Yes the NAVY SEALS ROCK! Whooo Hoooooo he's gone at last!

Tikanis I'm sorry to hear about your fall - it sounds horrid. I wish you a speedy recovery. ((((((((((((((Tikanis))))))))) That was a gentle hug.

Marci are you planning any special treats for yourself like a spa day or something when you retire? You should. You deserve it! LOL.

Thanks Suzanne for getting this started again this week. We'd normally have black flies just like you but our rain has been keeping them at bay - I even got a wide brim hat for the garden with bug netting for this year. I do have a netting top but I hate wearing it for some reason.
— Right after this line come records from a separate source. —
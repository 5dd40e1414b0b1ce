//! # snapdiff
//!
//! A **compaction-aware snapshot diff engine** for LSM-tree key-value
//! stores. Given two point-in-time snapshots of a namespace, snapdiff
//! computes the keys that were added, deleted, modified, or renamed
//! between them — without disabling the host store's background
//! compaction, and with graceful degradation when compaction history
//! has been pruned.
//!
//! ## Architecture
//!
//! ```text
//!       client ─► DiffEngine ─► JobManager ─► (dedupe / enqueue)
//!                                                 │
//!                                                 ▼
//!                                        Diff Algorithm Core
//!                                       /                    \
//!                                 DAG usable?                no
//!                                    yes │                    └► Full-Scan Fallback
//!                                        ▼
//!                              delta SST set ◄── CompactionDag + SnapshotMap
//!                                        │
//!                                        ▼
//!                          tombstone-aware ScanIterator (× files)
//!                                        │
//!                                        ▼
//!                      merge / classify → event stream → result pages
//!
//!   host LSM store ── on_compaction_begin/complete ──► CompactionListener
//!                                                        │
//!                                                        ├─► BackupStore (hard-link inputs)
//!                                                        └─► CompactionDag (add record)
//! ```
//!
//! ## Modules
//!
//! | Module | Purpose |
//! |--------|---------|
//! | [`engine`] | One-per-process facade: open, snapshot lifecycle, submit/status/results/cancel/purge, close |
//! | [`jobs`] | Diff job lifecycle, dedup, bounded worker pool, result paging, restart recovery |
//! | [`diff`] | Fast-path (DAG delta) and full-scan diff algorithms, rename detection |
//! | [`dag`] | Compaction DAG: lineage queries, degraded marks, retention GC |
//! | [`listener`] | Compaction begin/complete/abort callbacks, snapshot capture critical section |
//! | [`backup`] | Preserved-SST archive with full and value-pruned variants, ref counts |
//! | [`snapshots`] | Per-snapshot live SST sets, captured atomically |
//! | [`sstable`] | SST file format, atomic writer, tombstone-aware reader |
//! | [`metastore`] | WAL + checkpoint persistent KV store for all engine state |
//! | [`wal`] | Generic CRC-protected write-ahead log |
//! | [`encoding`] | Deterministic hand-written binary encoding |
//! | [`host`] | The narrow trait the engine consumes from the host store |
//! | [`config`] | Engine configuration and validation |
//!
//! ## Key properties
//!
//! - **Compaction never stops.** The listener hard-links compaction
//!   inputs that snapshots still need *before* the host deletes them;
//!   the DAG records the input → output lineage durably.
//! - **Fast path reads only what changed.** A diff touches the SST
//!   files in either snapshot's live set but not both, plus preserved
//!   chain intermediates — not the whole namespace.
//! - **Fallback is first-class.** When lineage is missing or degraded,
//!   the same diff is produced by an ordered co-walk of both snapshot
//!   namespaces; the job's metadata records which algorithm ran.
//! - **Tombstones are surfaced, not resolved away.** The reader yields
//!   point and range deletes; without them a deleted key would look
//!   absent in both snapshots for the wrong reason.
//! - **Everything survives restart.** Jobs, results, lineage, snapshot
//!   sets, and backup reference counts persist through a WAL-backed
//!   meta store; interrupted jobs are re-queued.
//!
//! ## Quick start
//!
//! ```rust,ignore
//! use snapdiff::{DiffConfig, DiffEngine, DiffOptions};
//!
//! let engine = DiffEngine::open("/var/lib/snapdiff", host, DiffConfig::default())?;
//!
//! // Wire the listener into the host's compaction hooks.
//! let listener = engine.listener();
//!
//! // Observe snapshots as the host creates them.
//! engine.snapshot_created(1, None)?;
//! engine.snapshot_created(2, Some(1))?;
//!
//! // Ask for a diff and page through the result.
//! let job = engine.submit_diff(1, 2, DiffOptions::default(), "ops")?;
//! let status = engine.get_status(job)?;
//! let (events, next) = engine.list_results(job, 0, 500)?;
//!
//! engine.close()?;
//! ```

pub mod backup;
pub mod config;
pub mod dag;
pub mod diff;
pub mod encoding;
pub mod engine;
pub mod host;
pub mod jobs;
pub mod listener;
pub mod metastore;
pub mod snapshots;
pub mod sstable;
pub mod wal;

pub use backup::PruneMode;
pub use config::DiffConfig;
pub use diff::{DiffAlgorithm, DiffEvent, RenameDetection};
pub use engine::{DiffEngine, EngineError};
pub use host::{HostError, LsmHost, SnapshotIter};
pub use jobs::{DiffOptions, JobRecord, JobState};

/// Milliseconds since the UNIX epoch. Clock regressions clamp to zero
/// rather than panicking.
pub(crate) fn unix_ms() -> u64 {
    std::time::SystemTime::now()
        .duration_since(std::time::UNIX_EPOCH)
        .map(|d| d.as_millis() as u64)
        .unwrap_or(0)
}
We're now being very careful opening the door at night because the mosquitoes and a few black flies come in quickly. Because I don't have the scrubable paint yet on the hall, it looks like a murder scene by the front door inside. Eeeeewwwww. That's next on our hit list.

Did you ever have the universe hell bent on not letting you do something? My poor DH for the last few months - and not without a word of a lie - cannot have a lay down without interruption. Today we tried to have a wee nap from both of us waking up waaaaaay tooooo early and of all things out here there was a banging on the door like an emergency. I dashed to the door - 2011 Census delivery. This is the first year we can do it online which I think is pretty cool.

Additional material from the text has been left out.